Ambiguity among microbial species and strains
As the database of bacterial genomes has grown, an increasing number of genomes share large portions of their sequence with other genomes. In many cases, these genomes are nearly identical; indeed, sequencing has revealed to scientists that many formerly distinct species and genuses are far closer than were known prior to sequencing. Many species have been renamed as a result, in a process that is continual and ongoing, but many other species have retained their old names, often for historical or other reasons.
For example, the species Mycobacterium bovis is over 99.95% identical to Mycobacterium tuberculosis [6], and many cases of human tuberculosis are caused by M. bovis (which also infects cows) rather than M. tuberculosis [7]. Their high sequence identity indicates that they should be considered as two strains of a single species, but they retain different species names. As a compromise, taxonomists have created the category Mycobacterium tuberculosis complex [8] to represent a collection of taxa that now includes more than 100 strains of five different species. This category sits above the species level but below the genus level in the current microbial taxonomy, but it can best be described as a species.
Other examples are numerous and still growing.
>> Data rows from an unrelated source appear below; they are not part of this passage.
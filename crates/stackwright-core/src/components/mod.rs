//! Component factories
//!
//! Every factory is a pure function from typed parameters and the
//! components it depends on to an [`Emission`](crate::Emission). Nothing
//! is written until the whole environment has composed.

use std::collections::BTreeMap;
use std::path::PathBuf;

use serde_json::{Value as JsonValue, json};

use crate::error::{GenerateError, Result};
use crate::settings::{DEFAULT_IMAGES_TAG, Settings};

pub mod cert_manager_certificate;
pub mod cert_manager_issuer;
pub mod cert_manager_operator;
pub mod cloudflare_tunnel;
pub mod cloudnative_pg_operator;
pub mod fs_watchers;
pub mod ingress_nginx;
pub mod longhorn;
pub mod metallb;
pub mod namespace;
pub mod postgres;
pub mod rancher;
pub mod redis;
pub mod registry;
pub mod whatsapp_waha;

/// Run-wide inputs shared by every factory
#[derive(Debug, Clone)]
pub struct FactoryContext {
    pub charts_dir: PathBuf,
    pub images_tag: String,
}

impl FactoryContext {
    pub fn new(charts_dir: impl Into<PathBuf>) -> Self {
        Self {
            charts_dir: charts_dir.into(),
            images_tag: DEFAULT_IMAGES_TAG.to_string(),
        }
    }

    pub fn from_settings(settings: &Settings) -> Self {
        Self {
            charts_dir: settings.charts_dir.clone(),
            images_tag: settings.images_tag.clone(),
        }
    }

    /// Absolute path of a vendored chart
    pub fn chart(&self, name: &str) -> PathBuf {
        self.charts_dir.join(name)
    }
}

/// Fail when a security-relevant parameter is empty
pub(crate) fn require<'a>(component: &str, parameter: &str, value: &'a str) -> Result<&'a str> {
    if value.trim().is_empty() {
        return Err(GenerateError::missing_parameter(component, parameter));
    }
    Ok(value)
}

/// Like [`require`] for optional parameters
pub(crate) fn require_some<'a>(
    component: &str,
    parameter: &str,
    value: Option<&'a str>,
) -> Result<&'a str> {
    require(component, parameter, value.unwrap_or_default())
}

/// Recommended labels for resources a factory writes directly
pub(crate) fn labels(slug: &str, name: &str) -> JsonValue {
    json!({
        "app.kubernetes.io/name": name,
        "app.kubernetes.io/instance": slug,
        "app.kubernetes.io/managed-by": "stackwright",
    })
}

/// An `Opaque` Secret carrying `stringData`
pub(crate) fn opaque_secret(
    name: &str,
    namespace: &str,
    labels: JsonValue,
    string_data: &BTreeMap<&str, &str>,
) -> JsonValue {
    json!({
        "apiVersion": "v1",
        "kind": "Secret",
        "metadata": {
            "name": name,
            "namespace": namespace,
            "labels": labels,
        },
        "type": "Opaque",
        "stringData": string_data,
    })
}

/// The parent domain of a host name (`longhorn.example.com` -> `example.com`)
pub fn root_domain(host: &str) -> &str {
    match host.split_once('.') {
        Some((_, rest)) if rest.contains('.') => rest,
        _ => host,
    }
}

/// DNS names for a wildcard certificate covering `domain`
pub fn wildcard_dns_names(domain: &str) -> Vec<String> {
    vec![domain.to_string(), format!("*.{}", domain)]
}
The three species Bacillus anthracis (the causative agent of anthrax), Bacillus cereus, and Bacillus thuringiensis are well over 99% identical and should all be designated as a single species [9], although their names have not been changed despite their near-identity revealed by sequencing. As a compromise, taxonomists created the category Bacillus cereus group, between the level of species and genus, to include these three species and at least five others [10], all of which are extremely similar to one another. In some cases, two organisms that should be called the same species may even have different genus names. For example, Escherichia coli and Shigella flexneri are classified in different genera, but we know from sequence analysis that they represent the same species [11].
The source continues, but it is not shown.